I tied my hair back mid-pose in yoga this evening.
Haven’t done that for nearly three years. About 2 years ago I had long, blonde hair. I could never work out how to tie it during yoga; at the top of my head meant I couldn’t lie down. At the base of my neck meant I couldn’t do a shoulder stand. I would spend the entire class tying and re-tying the hair.
ps, is my nose getting bigger in these photos or is it just me?
Long enough that I’m right back where I started, in a yoga class, struggling to work out how to tie my hair. It jolted me back to the long-then-short-blonde-hair time of my life…
I’d purposely asked a friend’s lesbian sister the best place to get my hair done on the idea that at least it would be edgy and funky.

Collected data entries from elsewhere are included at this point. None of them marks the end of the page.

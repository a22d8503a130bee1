//! Fetch, verify and install the promtail binary into the sidecar.

use std::path::PathBuf;

use futures::StreamExt;
use tokio::fs;
use tokio::io::{AsyncWriteExt, BufWriter};

use crate::config::ProxySettings;
use crate::error::ProvisionError;
use crate::provision::artifact::{DOWNLOAD_CHUNK_SIZE, ProxyBinary, extract_zip, verify_sha256};
use crate::sidecar::Container;

/// Permissions of the installed executable.
const EXECUTABLE_MODE: u32 = 0o755;

fn download_failure_reason(error: &reqwest::Error) -> String {
    if error.is_timeout() {
        "request timed out".to_string()
    } else if error.is_connect() {
        "connection failed".to_string()
    } else if error.is_request() {
        "request failed".to_string()
    } else {
        "network error".to_string()
    }
}

/// Run filesystem-heavy work (hashing, unpacking) off the async workers.
async fn run_blocking<T, F>(task: F) -> Result<T, ProvisionError>
where
    F: FnOnce() -> Result<T, ProvisionError> + Send + 'static,
    T: Send + 'static,
{
    tokio::task::spawn_blocking(task)
        .await
        .map_err(|e| ProvisionError::Io(std::io::Error::other(e)))?
}

/// What [`BinaryProvisioner::ensure_installed`] did.
#[derive(Debug, Clone, PartialEq, Eq)]
pub enum ProvisionOutcome {
    /// The executable was already present; nothing was fetched.
    AlreadyInstalled { path: PathBuf },
    /// The archive was downloaded, verified and the executable pushed.
    Installed { path: PathBuf, sha256: String },
}

/// Installs promtail into a sidecar container.
///
/// Downloads are staged on the local filesystem: the archive is streamed
/// into a temporary file inside the staging directory, moved to
/// `archive_path` once complete, verified, then unpacked next to it.
/// Staged files are not cleaned up on failure.
pub struct BinaryProvisioner {
    http: reqwest::Client,
    staging_dir: PathBuf,
    archive_path: PathBuf,
}

impl BinaryProvisioner {
    pub fn new(staging_dir: PathBuf, archive_path: PathBuf) -> Self {
        Self {
            http: reqwest::Client::new(),
            staging_dir,
            archive_path,
        }
    }

    pub fn from_settings(settings: &ProxySettings) -> Self {
        Self::new(settings.staging_dir.clone(), settings.archive_path.clone())
    }

    /// Make sure `binary` is present in `container`.
    ///
    /// An existing file with the executable's name is trusted as is and no
    /// network access happens. Otherwise the archive is fetched and must
    /// hash to `binary.sha256` before anything is pushed into the container.
    pub async fn ensure_installed(
        &self,
        binary: &ProxyBinary,
        container: &dyn Container,
    ) -> Result<ProvisionOutcome, ProvisionError> {
        if self.is_installed(binary, container).await? {
            tracing::debug!(
                "Promtail already present at {}",
                binary.install_path.display()
            );
            return Ok(ProvisionOutcome::AlreadyInstalled {
                path: binary.install_path.clone(),
            });
        }

        tracing::info!("Downloading promtail from {}", binary.url);
        self.download(&binary.url).await?;

        let (archive, expected, url) = (
            self.archive_path.clone(),
            binary.sha256.clone(),
            binary.url.clone(),
        );
        if let Err(e) = run_blocking(move || verify_sha256(&archive, &expected, &url)).await {
            tracing::error!("Promtail binary sha256sum mismatch: {}", e);
            return Err(e);
        }

        let (archive, staging_dir) = (self.archive_path.clone(), self.staging_dir.clone());
        run_blocking(move || extract_zip(&archive, &staging_dir)).await?;
        self.upload(binary, container).await?;

        tracing::info!("Installed promtail to {}", binary.install_path.display());
        Ok(ProvisionOutcome::Installed {
            path: binary.install_path.clone(),
            sha256: binary.sha256.clone(),
        })
    }

    async fn is_installed(
        &self,
        binary: &ProxyBinary,
        container: &dyn Container,
    ) -> Result<bool, ProvisionError> {
        let name = binary.file_name()?;
        let found = container.list_files(binary.install_dir(), name).await?;
        Ok(found.len() == 1)
    }

    /// Stream the archive at `url` to `archive_path`.
    async fn download(&self, url: &str) -> Result<(), ProvisionError> {
        let response = self
            .http
            .get(url)
            .send()
            .await
            .map_err(|e| ProvisionError::DownloadFailed {
                url: url.to_string(),
                reason: download_failure_reason(&e),
            })?
            .error_for_status()
            .map_err(|e| ProvisionError::DownloadFailed {
                url: url.to_string(),
                reason: format!(
                    "http status {}",
                    e.status()
                        .map_or("unknown".to_string(), |status| status.as_u16().to_string())
                ),
            })?;

        fs::create_dir_all(&self.staging_dir).await?;
        let staged = tempfile::NamedTempFile::new_in(&self.staging_dir)?;
        let file = fs::File::from_std(staged.as_file().try_clone()?);

        let mut written = 0usize;
        let mut writer = BufWriter::with_capacity(DOWNLOAD_CHUNK_SIZE, file);
        let mut stream = response.bytes_stream();
        while let Some(chunk) = stream.next().await {
            let chunk = chunk.map_err(|e| ProvisionError::DownloadFailed {
                url: url.to_string(),
                reason: format!("failed to read response body: {}", e),
            })?;
            writer.write_all(&chunk).await?;
            written += chunk.len();
        }
        writer.flush().await?;
        drop(writer);

        let archive_path = self.archive_path.clone();
        run_blocking(move || {
            staged
                .persist(&archive_path)
                .map(drop)
                .map_err(|e| ProvisionError::Io(e.error))
        })
        .await?;

        tracing::debug!(
            "Downloaded {} bytes to {}",
            written,
            self.archive_path.display()
        );
        Ok(())
    }

    /// Push the unpacked executable into the container.
    async fn upload(
        &self,
        binary: &ProxyBinary,
        container: &dyn Container,
    ) -> Result<(), ProvisionError> {
        let name = binary.file_name()?;
        let extracted = self.staging_dir.join(name);
        let bytes = match fs::read(&extracted).await {
            Ok(bytes) => bytes,
            Err(e) if e.kind() == std::io::ErrorKind::NotFound => {
                return Err(ProvisionError::MissingExecutable {
                    archive: self.archive_path.clone(),
                    name: name.to_string(),
                });
            }
            Err(e) => return Err(e.into()),
        };

        container
            .push(&binary.install_path, &bytes, Some(EXECUTABLE_MODE))
            .await?;
        Ok(())
    }
}
use std::path::PathBuf;

use crate::config::helpers::{optional_env, parse_or};
use crate::error::ConfigError;
use crate::provision::ProxyBinary;

/// Pinned upstream promtail release.
pub const PROMTAIL_BINARY_ZIP_URL: &str =
    "https://github.com/grafana/loki/releases/download/v2.4.1/promtail-linux-amd64.zip";
/// SHA-256 of [`PROMTAIL_BINARY_ZIP_URL`].
pub const PROMTAIL_BINARY_SHA256: &str =
    "978391a174e71cfef444ab9dc012f95d5d7eae0d682eaf1da2ea18f793452031";
pub const BINARY_ZIP_PATH: &str = "/tmp/promtail-linux-amd64.zip";
pub const BINARY_DIR: &str = "/tmp";
pub const WORKLOAD_BINARY_PATH: &str = "/tmp/promtail-linux-amd64";
pub const CONFIG_PATH: &str = "/tmp/promtail_config.yml";
pub const POSITIONS_FILENAME: &str = "/tmp/positions.yaml";
pub const SERVICE_NAME: &str = "promtail";
pub const DEFAULT_RELATION_NAME: &str = "log_proxy";
pub const HTTP_LISTEN_PORT: u16 = 9080;
pub const GRPC_LISTEN_PORT: u16 = 0;
/// Loki's default push API port, advertised by the provider side.
pub const PUSH_API_PORT: u16 = 3100;

/// Settings for the promtail sidecar and the `loki_push_api` relation.
///
/// Every field defaults to the pinned constants above; environment
/// variables override them for local testing and alternative releases.
#[derive(Debug, Clone)]
pub struct ProxySettings {
    /// Relation endpoint name (`log_proxy`).
    pub relation_name: String,
    /// Explicit sidecar container name. `None` means "the only container".
    pub container_name: Option<String>,
    /// Workload service restarted alongside promtail. Defaults to the
    /// resolved container name.
    pub workload_service: Option<String>,
    /// Download URL advertised by the provider side.
    pub binary_zip_url: String,
    /// Expected lowercase hex SHA-256 of the archive.
    pub binary_sha256: String,
    /// Local directory the archive is staged and unpacked in.
    pub staging_dir: PathBuf,
    /// Local path the downloaded archive is kept at.
    pub archive_path: PathBuf,
    /// Path of the executable inside the sidecar.
    pub install_path: PathBuf,
    /// Path of the promtail config inside the sidecar.
    pub config_path: PathBuf,
    /// Positions (checkpoint) file used by promtail.
    pub positions_path: PathBuf,
    pub http_listen_port: u16,
    pub grpc_listen_port: u16,
    /// Port of the push API this unit exposes when acting as provider.
    pub push_api_port: u16,
}

impl Default for ProxySettings {
    fn default() -> Self {
        Self {
            relation_name: DEFAULT_RELATION_NAME.to_string(),
            container_name: None,
            workload_service: None,
            binary_zip_url: PROMTAIL_BINARY_ZIP_URL.to_string(),
            binary_sha256: PROMTAIL_BINARY_SHA256.to_string(),
            staging_dir: PathBuf::from(BINARY_DIR),
            archive_path: PathBuf::from(BINARY_ZIP_PATH),
            install_path: PathBuf::from(WORKLOAD_BINARY_PATH),
            config_path: PathBuf::from(CONFIG_PATH),
            positions_path: PathBuf::from(POSITIONS_FILENAME),
            http_listen_port: HTTP_LISTEN_PORT,
            grpc_listen_port: GRPC_LISTEN_PORT,
            push_api_port: PUSH_API_PORT,
        }
    }
}

impl ProxySettings {
    /// Resolve settings from the process environment.
    pub fn resolve() -> Result<Self, ConfigError> {
        Self::resolve_with(optional_env)
    }

    /// Resolve settings through an arbitrary key lookup.
    pub fn resolve_with<F>(lookup: F) -> Result<Self, ConfigError>
    where
        F: Fn(&str) -> Result<Option<String>, ConfigError>,
    {
        let defaults = Self::default();

        let binary_zip_url =
            lookup("PROMTAIL_BINARY_ZIP_URL")?.unwrap_or(defaults.binary_zip_url);
        validate_url("PROMTAIL_BINARY_ZIP_URL", &binary_zip_url)?;

        let binary_sha256 = match lookup("PROMTAIL_BINARY_SHA256")? {
            Some(raw) => normalize_sha256("PROMTAIL_BINARY_SHA256", &raw)?,
            None => defaults.binary_sha256,
        };

        let staging_dir = lookup("PROMTAIL_STAGING_DIR")?
            .map(PathBuf::from)
            .unwrap_or(defaults.staging_dir);
        // The archive follows the staging dir unless pinned explicitly.
        let archive_path = match lookup("PROMTAIL_ARCHIVE_PATH")? {
            Some(path) => PathBuf::from(path),
            None => staging_dir.join(archive_file_name(&binary_zip_url)),
        };

        Ok(Self {
            relation_name: lookup("LOG_PROXY_RELATION_NAME")?.unwrap_or(defaults.relation_name),
            container_name: lookup("LOG_PROXY_CONTAINER")?,
            workload_service: lookup("LOG_PROXY_WORKLOAD_SERVICE")?,
            binary_zip_url,
            binary_sha256,
            staging_dir,
            archive_path,
            install_path: lookup("PROMTAIL_INSTALL_PATH")?
                .map(PathBuf::from)
                .unwrap_or(defaults.install_path),
            config_path: lookup("PROMTAIL_CONFIG_PATH")?
                .map(PathBuf::from)
                .unwrap_or(defaults.config_path),
            positions_path: lookup("PROMTAIL_POSITIONS_PATH")?
                .map(PathBuf::from)
                .unwrap_or(defaults.positions_path),
            http_listen_port: parse_or(
                "PROMTAIL_HTTP_LISTEN_PORT",
                lookup("PROMTAIL_HTTP_LISTEN_PORT")?,
                defaults.http_listen_port,
            )?,
            grpc_listen_port: parse_or(
                "PROMTAIL_GRPC_LISTEN_PORT",
                lookup("PROMTAIL_GRPC_LISTEN_PORT")?,
                defaults.grpc_listen_port,
            )?,
            push_api_port: parse_or(
                "LOKI_PUSH_API_PORT",
                lookup("LOKI_PUSH_API_PORT")?,
                defaults.push_api_port,
            )?,
        })
    }

    /// Command-line arguments passed to promtail.
    pub fn cli_args(&self) -> String {
        format!("-config.file={}", self.config_path.display())
    }

    /// Full service command for the process layer.
    pub fn command(&self) -> String {
        format!("{} {}", self.install_path.display(), self.cli_args())
    }

    /// The binary to provision when a peer advertises `url`.
    pub fn binary(&self, url: &str) -> ProxyBinary {
        ProxyBinary {
            url: url.to_string(),
            sha256: self.binary_sha256.clone(),
            install_path: self.install_path.clone(),
        }
    }
}

fn validate_url(key: &str, raw: &str) -> Result<(), ConfigError> {
    let parsed = url::Url::parse(raw).map_err(|e| ConfigError::InvalidValue {
        key: key.to_string(),
        message: format!("invalid URL: {e}"),
    })?;
    if !matches!(parsed.scheme(), "http" | "https") {
        return Err(ConfigError::InvalidValue {
            key: key.to_string(),
            message: format!("unsupported scheme '{}'", parsed.scheme()),
        });
    }
    Ok(())
}

fn normalize_sha256(key: &str, raw: &str) -> Result<String, ConfigError> {
    let digest = raw.trim().to_ascii_lowercase();
    if digest.len() != 64 || hex::decode(&digest).is_err() {
        return Err(ConfigError::InvalidValue {
            key: key.to_string(),
            message: "must be 64 hex characters".to_string(),
        });
    }
    Ok(digest)
}

fn archive_file_name(url: &str) -> String {
    url::Url::parse(url)
        .ok()
        .and_then(|u| {
            u.path_segments()
                .and_then(|mut segments| segments.next_back().map(str::to_string))
        })
        .filter(|name| !name.is_empty())
        .unwrap_or_else(|| "promtail.zip".to_string())
}
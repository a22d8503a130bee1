//! Promtail sidecar management.
//!
//! The sidecar is a container co-located with the workload. It is reached
//! through the host's supervision API, modelled by the [`Container`] trait:
//! files are pushed and pulled, service layers are merged into the plan, and
//! services are restarted or stopped by name.
//!
//! # Architecture
//!
//! ```text
//! ┌──────────────────────────────────────────────────────────────┐
//! │                       SidecarManager                         │
//! │                                                              │
//! │   load_config() ──▶ mutate ──▶ store_config()                │
//! │                                     │                        │
//! │                                     ▼                        │
//! │                              declare_layer()                 │
//! │                                     │                        │
//! │                     ┌───────────────┴──────────────┐         │
//! │                     ▼                              ▼         │
//! │              restart_all()                      stop()       │
//! │          (workload, then promtail)         (no clients left) │
//! └──────────────────────────────────────────────────────────────┘
//! ```

pub mod config;
pub mod container;
pub mod error;
pub mod local;
pub mod manager;

pub use config::{Layer, Override, ServiceSpec, Startup};
pub use container::{Container, resolve_container_name, select_container};
pub use error::{ContainerError, Result};
pub use local::LocalContainer;
pub use manager::{SidecarManager, SidecarState};
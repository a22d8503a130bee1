//! Error types for sidecar container access.

use std::path::PathBuf;

use thiserror::Error;

/// Result type for sidecar operations.
pub type Result<T> = std::result::Result<T, ContainerError>;

/// Errors that can occur while talking to the sidecar container.
#[derive(Debug, Error)]
pub enum ContainerError {
    /// No container was configured and the unit does not have exactly one.
    #[error("Container cannot be obtained: {reason}")]
    Resolution {
        /// Why resolution failed.
        reason: String,
    },

    /// A file was requested that does not exist in the container.
    #[error("File not found in container: {}", path.display())]
    NotFound {
        /// Path inside the container.
        path: PathBuf,
    },

    /// The process supervision API rejected a request.
    #[error("Container API call '{operation}' failed: {reason}")]
    Api {
        /// Operation that failed (push, restart, ...).
        operation: &'static str,
        /// Reason for failure.
        reason: String,
    },

    /// The container backend does not implement this operation.
    #[error("Operation '{operation}' is not supported by this container")]
    Unsupported {
        /// Operation name.
        operation: &'static str,
    },

    /// I/O error.
    #[error("I/O error: {0}")]
    Io(#[from] std::io::Error),
}
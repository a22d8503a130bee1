//! Deployment topology attached to forwarded logs.

use std::fmt;

/// Identifies the model and application a unit's logs come from.
#[derive(Debug, Clone, PartialEq, Eq)]
pub struct Topology {
    pub model: String,
    pub model_uuid: String,
    pub application: String,
}

impl Topology {
    pub fn new(
        model: impl Into<String>,
        model_uuid: impl Into<String>,
        application: impl Into<String>,
    ) -> Self {
        Self {
            model: model.into(),
            model_uuid: model_uuid.into(),
            application: application.into(),
        }
    }

    /// Value of the `job` label on scraped streams.
    pub fn job_label(&self) -> String {
        format!("juju_{}", self)
    }
}

impl fmt::Display for Topology {
    fn fmt(&self, f: &mut fmt::Formatter<'_>) -> fmt::Result {
        write!(f, "{}_{}_{}", self.model, self.model_uuid, self.application)
    }
}
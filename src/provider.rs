//! Provider side of the `loki_push_api` relation.

use crate::config::ProxySettings;
use crate::error::Result;
use crate::relation::{DATA_KEY, ProxyPayload, RelationData};

/// Result of a provider relation-changed event.
#[derive(Debug, Clone, PartialEq, Eq)]
pub enum PublishOutcome {
    Published(ProxyPayload),
    /// This unit had already published its data.
    AlreadyPublished,
}

/// Publishes this unit's push API endpoint and the promtail download URL.
pub struct LogProxyProvider {
    settings: ProxySettings,
}

impl LogProxyProvider {
    pub fn new(settings: ProxySettings) -> Self {
        Self { settings }
    }

    /// Publish once; later events leave the existing data alone.
    pub async fn on_relation_changed(
        &self,
        relation: &dyn RelationData,
    ) -> Result<PublishOutcome> {
        let existing = relation.get(DATA_KEY).await;
        if existing.is_some_and(|data| !data.is_empty()) {
            tracing::debug!("Push API already published on '{}'", self.settings.relation_name);
            return Ok(PublishOutcome::AlreadyPublished);
        }

        let payload = ProxyPayload {
            loki_push_api: self.push_api_url(relation).await,
            promtail_binary_zip_url: self.settings.binary_zip_url.clone(),
        };
        relation.set(DATA_KEY, payload.to_json()?).await?;

        tracing::info!("Published push API {}", payload.loki_push_api);
        Ok(PublishOutcome::Published(payload))
    }

    pub fn on_upgrade(&self) {
        tracing::debug!("Upgrade requires no relation changes");
    }

    async fn push_api_url(&self, relation: &dyn RelationData) -> String {
        let host = match relation.bind_address().await {
            Some(addr) if addr.is_ipv6() => format!("[{}]", addr),
            Some(addr) => addr.to_string(),
            None => {
                tracing::warn!(
                    "No bind address for '{}', publishing an empty host",
                    self.settings.relation_name
                );
                String::new()
            }
        };
        format!(
            "http://{}:{}/loki/api/v1/push",
            host, self.settings.push_api_port
        )
    }
}
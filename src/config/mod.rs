//! Settings for the promtail sidecar.
//!
//! Values default to the pinned promtail release and fixed sidecar paths.
//! Each one can be overridden through the environment (or a `.env` file
//! loaded by the binary).

mod helpers;
mod proxy;

pub use proxy::{
    BINARY_DIR, BINARY_ZIP_PATH, CONFIG_PATH, DEFAULT_RELATION_NAME, GRPC_LISTEN_PORT,
    HTTP_LISTEN_PORT, POSITIONS_FILENAME, PROMTAIL_BINARY_SHA256, PROMTAIL_BINARY_ZIP_URL,
    PUSH_API_PORT, ProxySettings, SERVICE_NAME, WORKLOAD_BINARY_PATH,
};
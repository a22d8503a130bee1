//! log-proxy - promtail sidecar tooling.

use clap::Parser;
use tracing_subscriber::{EnvFilter, layer::SubscriberExt, util::SubscriberInitExt};

use log_proxy::cli::{Cli, run_command};
use log_proxy::config::ProxySettings;

#[tokio::main]
async fn main() -> anyhow::Result<()> {
    let cli = Cli::parse();

    // Load .env if present
    let _ = dotenvy::dotenv();

    let env_filter =
        EnvFilter::try_from_default_env().unwrap_or_else(|_| EnvFilter::new("log_proxy=info"));
    let registry = tracing_subscriber::registry().with(env_filter);
    if cli.json_logs {
        registry
            .with(tracing_subscriber::fmt::layer().json().with_writer(std::io::stderr))
            .init();
    } else {
        registry
            .with(
                tracing_subscriber::fmt::layer()
                    .with_target(false)
                    .with_writer(std::io::stderr),
            )
            .init();
    }

    let settings = ProxySettings::resolve()?;
    run_command(cli.command, &settings).await
}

Wrong. The place felt right; black walls, chicks in black doc martins and thick eyeliner, swear words in every language graffiti’d over the wash basin room walls. But the cut came out all wrong. It was way too short. Supposed to look like Keira Knightly, I, not suprisingly, ended up looking like Ella Degeneres.
Didn’t care though. There was nothing I wanted more at the time than to be completely utterly different from all the other girls around me with their long locks and short bangs. I think it was the first time I’d publicly gone against the internal culture cues I’d grown up with and my inner rebellion had finally found an outer expression. My hair was my own to do with as I wished and mass opinion could just fuck off. Well, I didn’t use the term ‘fuck off’ of course, grounds for termination as it was at the time, but the feeling inside was the same.
I’ve slowly come to reclaim other parts of myself from the ‘opinion of the masses’ over the past few years. My thoughts on gay marriage for instance (100% yes, anything less is discrimination), it is definitely acceptable to wear your black and white polka dot ugg boots to your local supermarket and Jersey Shore and Made in Chelsea are absolutely the worst shows to ever hit television (never thought anything would beat Big Brother).
Still… it’s a struggle. I’m currently transitioning back to long hair and considering going blonde again. If I’m honest this is because I’m feeling old and having long, maybe blonde hair to swish around at Beautiful People clubs in Europe will make me feel more like I belong. Likely I’ll get over that scene at some point in the future and the hair will change again in an effort to redefine my message to the world about who I am.
If only I was as wise as my darling India… “I am not my hair… I am not my skin… I am not your expectations…”
Anyone else use their hair as an expression of inner turmoil or just me?